Le problème principal de cette fiction désastreuse ? Son incapacité à masquer la mécanique grossière qui l’anime, exhibant sans vergogne son écriture paresseuse et accumulant des incohérences dignes des pires productions nanardesques. Ici, le Mal est absolu, univoque, sans nuance, sans fêlure, sans la moindre tension dialectique. Un pur produit du manichéisme contemporain, où les puissant-es n’ont d’autre ambition que de dévorer le monde avec une avidité infantile, lestés d’un nihilisme crasse.

Un scénario incohérent et répétitif

Ce qui plombe définitivement Réalité 2025, c’est son scénario. On aurait pu pardonner les personnages fades si l’histoire tenait un tant soit peu la route, mais hélas, c’est un enchaînement indigeste de scènes absurdes.

L’intrigue principale ? Un groupe de puissant-es veut toujours plus d’argent, de pouvoir et de contrôle, mais sans raison valable. Ils possèdent déjà tout, mais trouvent malgré tout que ce n’est pas suffisant. Leur objectif ? Détruire la planète, non pas par accident, mais volontairement, juste pour voir ce que ça fait. Ils empoisonnent les sols, incendient les forêts, transforment les villes en prisons numériques sous surveillance généralisée. Pourquoi ? Aucune idée. Juste parce que.

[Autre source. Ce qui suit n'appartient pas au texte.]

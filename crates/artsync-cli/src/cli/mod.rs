//! CLI for the artsync reconciliation engine.

mod commands;

use anyhow::Result;
use artsync_core::config;
use clap::{Parser, Subcommand};
use std::path::PathBuf;

use commands::{run_checksum, run_module_name, run_sync, run_target_path, SyncArgs};

/// Top-level CLI.
#[derive(Debug, Parser)]
#[command(name = "artsync")]
#[command(about = "artsync: mirror artifact repository files into a working directory", long_about = None)]
pub struct Cli {
    #[command(subcommand)]
    pub command: CliCommand,
}

#[derive(Debug, Subcommand)]
pub enum CliCommand {
    /// Download the artifacts listed in a JSON manifest, skipping unchanged files.
    Sync {
        /// JSON file with an array of downloadable artifacts.
        #[arg(long)]
        manifest: PathBuf,
        /// Directory artifacts are placed under (default: current directory).
        #[arg(long)]
        working_dir: Option<PathBuf>,
        /// Flatten every artifact's relative path to its file name.
        #[arg(long)]
        flat: bool,
        /// Download up to N artifacts concurrently (default from config).
        #[arg(long, value_name = "N")]
        jobs: Option<usize>,
        /// Artifact server base URL (overrides config).
        #[arg(long)]
        server: Option<String>,
        /// Module id for the build info (default: go.mod module name, if any).
        #[arg(long)]
        module: Option<String>,
        /// Write build info (module + dependencies) as JSON to this file.
        #[arg(long)]
        build_info: Option<PathBuf>,
    },

    /// Print MD5 and SHA1 of a file.
    Checksum {
        /// Path to the file.
        path: PathBuf,
    },

    /// Print the local path an artifact would be placed at.
    TargetPath {
        /// Target directory (relative to the working directory).
        target_dir: String,
        /// Relative path of the artifact.
        relative_path: String,
        /// Use the flat layout.
        #[arg(long)]
        flat: bool,
        /// Working directory (default: current directory).
        #[arg(long)]
        working_dir: Option<PathBuf>,
    },

    /// Print the module name declared in a go.mod.
    ModuleName {
        /// Module root containing go.mod (default: current directory).
        dir: Option<PathBuf>,
    },
}

fn current_dir_or(dir: Option<PathBuf>) -> Result<PathBuf> {
    match dir {
        Some(d) => Ok(d),
        None => Ok(std::env::current_dir()?),
    }
}

impl CliCommand {
    /// Runs the parsed command. `Ok(false)` means it ran but some artifact failed.
    pub async fn run_from_args() -> Result<bool> {
        let cli = Cli::parse();

        match cli.command {
            CliCommand::Sync {
                manifest,
                working_dir,
                flat,
                jobs,
                server,
                module,
                build_info,
            } => {
                let cfg = config::load_or_init()?;
                tracing::debug!("loaded config: {:?}", cfg);
                let args = SyncArgs {
                    manifest,
                    working_dir: current_dir_or(working_dir)?,
                    flat,
                    jobs,
                    server,
                    module,
                    build_info,
                };
                return run_sync(cfg, args).await;
            }
            CliCommand::Checksum { path } => run_checksum(&path)?,
            CliCommand::TargetPath {
                target_dir,
                relative_path,
                flat,
                working_dir,
            } => {
                let working_dir = current_dir_or(working_dir)?;
                run_target_path(&working_dir, &target_dir, &relative_path, flat);
            }
            CliCommand::ModuleName { dir } => run_module_name(&current_dir_or(dir)?)?,
        }

        Ok(true)
    }
}

#[cfg(test)]
mod tests;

Et comme si ça ne suffisait pas, l’intrigue secondaire nous balance un subplot sur des milliardaires qui veulent coloniser Mars plutôt que de s’occuper de la Terre. Elon Fusk, ingénieur fou défoncé à la kétamine et faisant des saluts nazis (point Godwin activé en 3 minutes, comme c’est original), décide qu’il est plus simple de terraformer une planète morte que de réparer celle qu’il exploite. Le personnage manque clairement de profondeur et ressemble à un Tony Stark du pauvre, sans le charisme et l’intelligence…

Ajoutez à ça une intelligence artificielle qui commence à remplacer les travailleur-euses sans que personne ne trouve ça bizarre, une caste de scientifiques qu’on traite comme des prophètes apocalyptiques, et une partie de la population zombifiée en train de lire cette critique la tête baissée sur leur téléphone… mieux ne vaut pas avoir peur du vide.

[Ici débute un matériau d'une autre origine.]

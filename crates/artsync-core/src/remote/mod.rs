//! Boundary to the remote artifact repository.
//!
//! The engine only depends on `RemoteArtifactSource`; `HttpArtifactSource` is
//! the curl-backed implementation talking to an artifact server.

mod http;

pub use http::{HttpArtifactSource, HttpOptions};

use std::io::Read;

use crate::artifact::ArtifactCoordinate;

/// Error surfaced by a remote source (network, HTTP status, local spooling).
/// Not retried by the engine.
#[derive(Debug, thiserror::Error)]
pub enum RemoteFetchError {
    #[error("GET {url} returned HTTP {code}")]
    Status { url: String, code: u32 },

    #[error("GET {url} failed: {source}")]
    Transport {
        url: String,
        #[source]
        source: curl::Error,
    },

    #[error("invalid artifact URL {0}")]
    InvalidUrl(String),

    #[error("failed to buffer response body: {0}")]
    Spool(#[from] std::io::Error),

    #[error("artifact not available: {0}")]
    Unavailable(String),
}

/// Supplies artifact byte streams.
pub trait RemoteArtifactSource: Send + Sync {
    fn fetch(&self, coordinate: &ArtifactCoordinate) -> Result<Box<dyn Read + Send>, RemoteFetchError>;
}

impl<T: RemoteArtifactSource + ?Sized> RemoteArtifactSource for &T {
    fn fetch(&self, coordinate: &ArtifactCoordinate) -> Result<Box<dyn Read + Send>, RemoteFetchError> {
        (**self).fetch(coordinate)
    }
}

impl<T: RemoteArtifactSource + ?Sized> RemoteArtifactSource for Box<T> {
    fn fetch(&self, coordinate: &ArtifactCoordinate) -> Result<Box<dyn Read + Send>, RemoteFetchError> {
        (**self).fetch(coordinate)
    }
}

Des méchant-es dignes d’un mauvais cartoon

Dans le genre des super-vilain-es raté-es, difficile de faire pire que Donald Grump. Chez la plupart des producteur-ices un tant soit peu sérieu-ses, son personnage aurait été supprimé dès la première lecture du script. Trop caricatural, trop outrancier, trop grotesque pour être crédible. Son introduction dans l’intrigue ressemble à une mauvaise blague : un milliardaire vulgaire, narcissique et inculte, ancien animateur de télé-réalité, qui réussit à devenir président des États-Unis. Deux fois. Même après avoir déclarer que les migrant-es mangeaient des animaux domestiques… Et pourquoi pas Cyril Hanouna aux présidentielles de 2027 ?

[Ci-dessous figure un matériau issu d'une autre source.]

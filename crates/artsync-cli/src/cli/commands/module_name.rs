use anyhow::Result;
use artsync_core::build_info;
use std::path::Path;

/// Print the module path from `<dir>/go.mod`.
pub fn run_module_name(dir: &Path) -> Result<()> {
    println!("{}", build_info::read_go_module_name(dir)?);
    Ok(())
}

Boutine, lui, fait office de méchant de James Bond version discount, mélange entre un vieux tsar et un ex-agent du KGB. Son arc narratif suit un schéma déjà vu, avec un twist qui le rend encore plus caricatural : il prétend combattre le nazisme en s’entourant de milices néo-fascistes, affirme défendre la souveraineté tout en colonisant ses voisins, et promeut une morale conservatrice en dirigeant un régime gangrené par la corruption et l’oligarchie. Un parfum de guerre froide pas très original si bien qu’on en vient à se demander si les scénaristes visent l’hommage outrancier ou la parodie bas de gamme ?

On pourrait s’attarder sur de nombreux autres personnages comme Javier Milei, sorte de Joker libertarien sous coke. Une aberration scénaristique qui semble avoir été greffée au script à la dernière minute pour ajouter une touche de fun.

Plus caricatural encore : Benjamouine Nantajalou ; incarnation grossière du diable capable d’exploiter les souffrances de son propre peuple pour justifier l’extermination d’un autre. La scène où il invite le Rassemblement National français, fondé par des SS, pour lutter contre l’antisémitisme est clairement le moment où la narration va trop loin. Franchement, qui serait capable de mordre à cet hameçon scénaristique grotesque où la dignité devient une monnaie d’échange indexée aux seuls intérêts de prédateur-ices trop cruel-les pour être crédibles !? On en vient à se demander pourquoi la presse soutien encore ce genre d’imposture.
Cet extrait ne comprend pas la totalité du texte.